Before the prices were launched on the center’s website, the ASC performed a few cases under the transparent pricing based solely on word-of-mouth. The number of interested patients only grew after the prices were posted online. Mr. Cera is looking to other avenues to maximize the benefit of transparent, packaged pricing. “There have been some conversations with nearby health sharing communities, third party administrators and even some self-funded employers. It’s a growing opportunity for employers’ to manage cost & quality, improving their value proposition,” he says. “We can save employers money, it’s no cost out-of-pocket for employees, and we are also getting a sustainable rate for the procedure. Everybody wins.”

The transparent prices, while an important strategy for the center, only address the cash-pay segment of the patient population. Many patients with traditional insurance still come to the center, and the common denominator amongst many health plans is the rising deductible. Higher deductibles place greater financial responsibility with patients, and force providers to accept a certain level of risk. Savvy providers are putting processes in place to ensure patients are aware of and able to meet their financial obligations in a timely manner. “We came up with a model that works for our center,” says Mr. Cera. “We build a relationship with our patients. Our patients expect us and trust us to take the time to explain their financial responsibility. They are fully aware of their financial responsibilities up-front. There is no shock when they receive bills.”

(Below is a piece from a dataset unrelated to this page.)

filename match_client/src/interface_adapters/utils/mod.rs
pub mod rng;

While price transparency and improved collections are a focus for the center’s business operations, TOSC is also looking to clinical innovation. The surgery center has begun to offer outpatient joint arthroplasty procedures. “We have done shoulder and knee procedures very successfully.” says Mr.
Cera. “Patients have customized home health and therapy care in their own homes. They love it” The surgery center added these new procedures after evaluating these five key elements.

  1. Education and patient selection. Patients are carefully educated before being cleared for these procedures, but Mr. Cera is looking for ways to take the process of patient preparation even further.
    He is considering using iPads to offer video presentations and reading material customized for TOSCs outpatient joint experience. “We are really looking at improving our educational best practices. The patients have to be committed to doing this,” he says.
  2. Physician leaders and engagement. “None of these things would be possible without our clinical team and our physicians,” Mr. Cera says. “We’ve allowed our physicians to make key decisions,” he says. The physicians were an integral part of the development of our protocols and policies surrounding the new service line, which went a long way to build a collaborative culture at the center. “Get them involved, let them know the expectation is for them to make a decision. It’s powerful.”
  3. Payer contracts. “Insurance companies are actually working with us, providing us with favorable contracts. You need to let them know what’s going on. Be transparent with them. There has been much economic pressure put on payers to steer patient volume to these more cost-effective ASCs,” says Mr. Cera.
  4. Protocols. Minimally invasive orthopedic surgery technique and innovative pain management is yielding successful same-day joint replacement results. “The development of surgery, anesthesia and homehealth protocols need to be in place and need to be executed perfectly to be successful,” he says.
  5. Staffing/team. It is important to have a knowledgeable, engaged team, particularly when adding a new service line. “We are increasing responsibility with fewer resources,” says Mr. Cera. “We have seen tremendous results. This is why buy-in is so important.”